Problem statement: Please read the records below and return each line holding the string "impl".

[Stored data]
◇ ◇ ◇ ◇ ◇ ◇ ◇
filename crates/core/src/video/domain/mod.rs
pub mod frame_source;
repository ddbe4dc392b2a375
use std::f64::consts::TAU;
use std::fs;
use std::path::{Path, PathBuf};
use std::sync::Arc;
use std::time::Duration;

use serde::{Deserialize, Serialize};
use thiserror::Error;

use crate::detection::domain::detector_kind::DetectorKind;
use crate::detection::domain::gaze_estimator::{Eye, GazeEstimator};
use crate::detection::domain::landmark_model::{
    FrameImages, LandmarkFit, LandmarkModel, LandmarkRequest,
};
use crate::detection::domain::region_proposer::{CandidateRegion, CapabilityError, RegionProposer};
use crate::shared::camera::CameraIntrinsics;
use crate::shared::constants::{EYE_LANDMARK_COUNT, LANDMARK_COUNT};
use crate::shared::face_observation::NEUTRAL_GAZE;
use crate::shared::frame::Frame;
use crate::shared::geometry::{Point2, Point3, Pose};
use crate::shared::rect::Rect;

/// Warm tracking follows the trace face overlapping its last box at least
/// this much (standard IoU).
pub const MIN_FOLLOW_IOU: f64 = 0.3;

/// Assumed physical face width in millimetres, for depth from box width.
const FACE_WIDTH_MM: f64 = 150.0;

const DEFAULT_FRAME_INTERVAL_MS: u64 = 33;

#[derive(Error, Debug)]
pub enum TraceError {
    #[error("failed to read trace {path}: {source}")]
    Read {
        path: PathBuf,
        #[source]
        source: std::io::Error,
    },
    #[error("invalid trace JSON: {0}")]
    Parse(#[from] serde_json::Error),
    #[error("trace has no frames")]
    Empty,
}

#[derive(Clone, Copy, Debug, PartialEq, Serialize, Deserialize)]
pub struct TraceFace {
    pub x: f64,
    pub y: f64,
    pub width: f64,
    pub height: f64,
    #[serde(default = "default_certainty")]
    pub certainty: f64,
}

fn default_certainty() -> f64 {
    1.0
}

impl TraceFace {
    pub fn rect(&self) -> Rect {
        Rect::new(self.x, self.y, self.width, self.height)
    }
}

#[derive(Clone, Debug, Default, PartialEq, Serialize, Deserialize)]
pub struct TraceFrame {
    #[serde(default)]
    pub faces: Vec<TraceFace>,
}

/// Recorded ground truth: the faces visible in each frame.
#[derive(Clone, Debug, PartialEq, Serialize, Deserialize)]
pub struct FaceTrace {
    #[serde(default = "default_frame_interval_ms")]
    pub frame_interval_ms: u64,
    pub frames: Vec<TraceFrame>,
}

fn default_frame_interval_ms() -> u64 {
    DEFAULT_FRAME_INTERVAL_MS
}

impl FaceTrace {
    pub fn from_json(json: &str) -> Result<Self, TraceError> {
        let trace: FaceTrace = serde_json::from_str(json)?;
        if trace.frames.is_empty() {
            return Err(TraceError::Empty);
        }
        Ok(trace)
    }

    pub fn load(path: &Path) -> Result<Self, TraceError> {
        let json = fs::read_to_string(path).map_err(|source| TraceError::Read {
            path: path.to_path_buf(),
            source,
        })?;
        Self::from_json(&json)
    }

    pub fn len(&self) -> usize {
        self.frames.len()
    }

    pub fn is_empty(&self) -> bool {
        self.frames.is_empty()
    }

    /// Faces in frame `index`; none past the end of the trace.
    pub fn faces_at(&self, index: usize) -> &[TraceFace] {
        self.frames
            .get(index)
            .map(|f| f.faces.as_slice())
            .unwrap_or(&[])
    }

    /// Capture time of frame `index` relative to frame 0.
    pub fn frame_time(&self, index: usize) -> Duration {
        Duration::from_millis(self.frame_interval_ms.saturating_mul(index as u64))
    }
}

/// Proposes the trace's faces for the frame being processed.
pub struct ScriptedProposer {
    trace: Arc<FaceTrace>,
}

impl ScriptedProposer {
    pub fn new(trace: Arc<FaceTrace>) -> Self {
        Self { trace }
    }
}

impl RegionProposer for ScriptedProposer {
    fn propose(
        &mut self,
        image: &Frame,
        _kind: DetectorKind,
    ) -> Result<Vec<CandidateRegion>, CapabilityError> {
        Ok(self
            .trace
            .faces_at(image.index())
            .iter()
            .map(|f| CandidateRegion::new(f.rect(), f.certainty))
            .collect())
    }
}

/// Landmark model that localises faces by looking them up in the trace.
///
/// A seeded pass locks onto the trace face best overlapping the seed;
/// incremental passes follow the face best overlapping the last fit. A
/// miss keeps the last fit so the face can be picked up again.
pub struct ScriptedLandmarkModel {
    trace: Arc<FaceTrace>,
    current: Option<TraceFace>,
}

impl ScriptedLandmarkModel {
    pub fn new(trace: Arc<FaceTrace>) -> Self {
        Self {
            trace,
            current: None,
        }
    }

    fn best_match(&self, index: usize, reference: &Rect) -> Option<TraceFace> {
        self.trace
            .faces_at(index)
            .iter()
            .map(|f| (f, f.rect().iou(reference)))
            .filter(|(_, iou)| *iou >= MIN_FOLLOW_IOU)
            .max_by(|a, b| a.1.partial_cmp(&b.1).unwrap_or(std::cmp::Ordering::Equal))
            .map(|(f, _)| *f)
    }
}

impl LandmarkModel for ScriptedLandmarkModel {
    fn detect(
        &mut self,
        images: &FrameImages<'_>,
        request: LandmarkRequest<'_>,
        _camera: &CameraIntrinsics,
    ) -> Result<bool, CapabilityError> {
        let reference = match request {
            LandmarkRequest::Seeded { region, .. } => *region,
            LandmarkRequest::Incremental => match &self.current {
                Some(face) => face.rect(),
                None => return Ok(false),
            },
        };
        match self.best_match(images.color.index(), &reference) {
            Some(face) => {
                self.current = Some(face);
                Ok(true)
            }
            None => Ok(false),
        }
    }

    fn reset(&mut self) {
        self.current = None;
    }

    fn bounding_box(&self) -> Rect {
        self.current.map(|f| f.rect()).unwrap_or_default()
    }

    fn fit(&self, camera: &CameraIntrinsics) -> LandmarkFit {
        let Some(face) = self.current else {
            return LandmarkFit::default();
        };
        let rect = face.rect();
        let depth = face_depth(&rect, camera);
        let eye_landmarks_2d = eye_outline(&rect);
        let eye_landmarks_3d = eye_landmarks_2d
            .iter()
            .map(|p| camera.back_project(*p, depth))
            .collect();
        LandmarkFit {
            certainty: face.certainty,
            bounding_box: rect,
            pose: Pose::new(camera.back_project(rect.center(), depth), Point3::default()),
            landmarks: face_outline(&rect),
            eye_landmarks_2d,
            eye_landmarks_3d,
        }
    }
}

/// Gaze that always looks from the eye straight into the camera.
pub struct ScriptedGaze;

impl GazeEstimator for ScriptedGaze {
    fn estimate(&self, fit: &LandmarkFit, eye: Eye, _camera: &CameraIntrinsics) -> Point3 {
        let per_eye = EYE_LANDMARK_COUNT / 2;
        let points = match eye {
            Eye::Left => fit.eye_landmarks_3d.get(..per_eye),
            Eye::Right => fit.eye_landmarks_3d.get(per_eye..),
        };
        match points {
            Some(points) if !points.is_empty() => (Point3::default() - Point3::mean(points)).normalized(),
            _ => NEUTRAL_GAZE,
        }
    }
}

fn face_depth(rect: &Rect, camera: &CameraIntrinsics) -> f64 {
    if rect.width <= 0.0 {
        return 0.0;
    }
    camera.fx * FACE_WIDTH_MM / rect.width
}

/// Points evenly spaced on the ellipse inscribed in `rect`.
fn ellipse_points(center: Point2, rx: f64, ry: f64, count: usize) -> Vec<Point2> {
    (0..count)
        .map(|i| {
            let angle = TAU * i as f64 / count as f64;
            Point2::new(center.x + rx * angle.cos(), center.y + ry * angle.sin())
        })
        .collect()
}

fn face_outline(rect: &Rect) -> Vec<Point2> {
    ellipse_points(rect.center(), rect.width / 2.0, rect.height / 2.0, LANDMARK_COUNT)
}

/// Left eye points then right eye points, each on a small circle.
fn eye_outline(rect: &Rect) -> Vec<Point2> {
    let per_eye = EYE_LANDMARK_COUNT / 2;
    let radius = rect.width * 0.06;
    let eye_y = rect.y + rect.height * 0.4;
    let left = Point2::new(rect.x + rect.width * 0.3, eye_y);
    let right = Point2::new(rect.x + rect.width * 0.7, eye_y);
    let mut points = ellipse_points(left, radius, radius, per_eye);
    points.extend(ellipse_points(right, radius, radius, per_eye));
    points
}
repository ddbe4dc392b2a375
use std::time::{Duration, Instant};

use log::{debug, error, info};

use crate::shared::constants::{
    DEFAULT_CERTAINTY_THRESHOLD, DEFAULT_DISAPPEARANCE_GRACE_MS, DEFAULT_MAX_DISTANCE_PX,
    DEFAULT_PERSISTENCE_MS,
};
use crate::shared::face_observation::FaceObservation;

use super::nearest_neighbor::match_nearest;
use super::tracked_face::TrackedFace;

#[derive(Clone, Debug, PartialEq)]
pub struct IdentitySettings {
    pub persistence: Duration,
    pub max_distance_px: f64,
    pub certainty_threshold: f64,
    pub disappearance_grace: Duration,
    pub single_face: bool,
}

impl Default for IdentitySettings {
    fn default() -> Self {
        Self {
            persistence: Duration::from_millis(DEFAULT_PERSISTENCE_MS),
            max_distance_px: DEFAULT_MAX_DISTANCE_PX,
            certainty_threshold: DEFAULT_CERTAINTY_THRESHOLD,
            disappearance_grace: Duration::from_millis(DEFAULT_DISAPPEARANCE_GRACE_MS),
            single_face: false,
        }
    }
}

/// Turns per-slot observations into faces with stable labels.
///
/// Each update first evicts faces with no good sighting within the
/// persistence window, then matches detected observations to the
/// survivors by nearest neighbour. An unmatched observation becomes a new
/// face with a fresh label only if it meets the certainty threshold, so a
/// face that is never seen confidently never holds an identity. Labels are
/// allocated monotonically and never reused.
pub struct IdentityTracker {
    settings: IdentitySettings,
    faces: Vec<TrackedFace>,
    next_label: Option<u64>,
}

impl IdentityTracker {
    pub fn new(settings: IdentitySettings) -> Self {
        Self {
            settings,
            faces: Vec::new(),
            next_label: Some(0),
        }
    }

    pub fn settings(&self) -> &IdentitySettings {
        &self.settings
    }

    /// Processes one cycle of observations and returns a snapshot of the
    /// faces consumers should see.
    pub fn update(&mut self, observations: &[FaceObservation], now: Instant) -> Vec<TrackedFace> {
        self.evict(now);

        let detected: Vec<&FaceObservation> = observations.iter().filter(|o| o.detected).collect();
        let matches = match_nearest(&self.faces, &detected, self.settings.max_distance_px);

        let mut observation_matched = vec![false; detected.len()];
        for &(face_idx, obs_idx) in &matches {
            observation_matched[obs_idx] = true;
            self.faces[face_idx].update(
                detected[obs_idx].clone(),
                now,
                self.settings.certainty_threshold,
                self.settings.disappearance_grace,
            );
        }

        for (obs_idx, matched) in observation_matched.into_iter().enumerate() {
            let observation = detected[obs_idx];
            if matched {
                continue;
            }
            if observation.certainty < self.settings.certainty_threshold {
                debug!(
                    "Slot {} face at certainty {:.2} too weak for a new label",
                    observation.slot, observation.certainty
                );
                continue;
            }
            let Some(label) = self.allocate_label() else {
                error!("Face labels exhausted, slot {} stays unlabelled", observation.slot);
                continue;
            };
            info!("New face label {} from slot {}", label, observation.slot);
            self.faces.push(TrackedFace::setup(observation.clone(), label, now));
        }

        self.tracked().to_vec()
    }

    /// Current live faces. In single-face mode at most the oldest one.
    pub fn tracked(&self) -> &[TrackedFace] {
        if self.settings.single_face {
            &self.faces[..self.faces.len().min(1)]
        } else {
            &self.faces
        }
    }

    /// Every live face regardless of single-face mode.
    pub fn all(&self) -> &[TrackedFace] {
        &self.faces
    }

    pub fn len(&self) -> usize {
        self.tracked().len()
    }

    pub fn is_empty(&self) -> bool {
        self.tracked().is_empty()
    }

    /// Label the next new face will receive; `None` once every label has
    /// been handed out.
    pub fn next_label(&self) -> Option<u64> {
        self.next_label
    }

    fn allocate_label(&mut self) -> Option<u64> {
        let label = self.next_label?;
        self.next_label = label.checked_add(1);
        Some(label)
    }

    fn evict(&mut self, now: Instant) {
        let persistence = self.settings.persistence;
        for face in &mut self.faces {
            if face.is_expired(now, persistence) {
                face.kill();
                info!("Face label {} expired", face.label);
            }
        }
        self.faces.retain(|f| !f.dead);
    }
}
◇ ◇ ◇ ◇ ◇ ◇ ◇
Exercise response:
impl TraceFace {
impl FaceTrace {
impl ScriptedProposer {
impl RegionProposer for ScriptedProposer {
impl ScriptedLandmarkModel {
impl LandmarkModel for ScriptedLandmarkModel {
impl GazeEstimator for ScriptedGaze {
impl Default for IdentitySettings {
impl IdentityTracker {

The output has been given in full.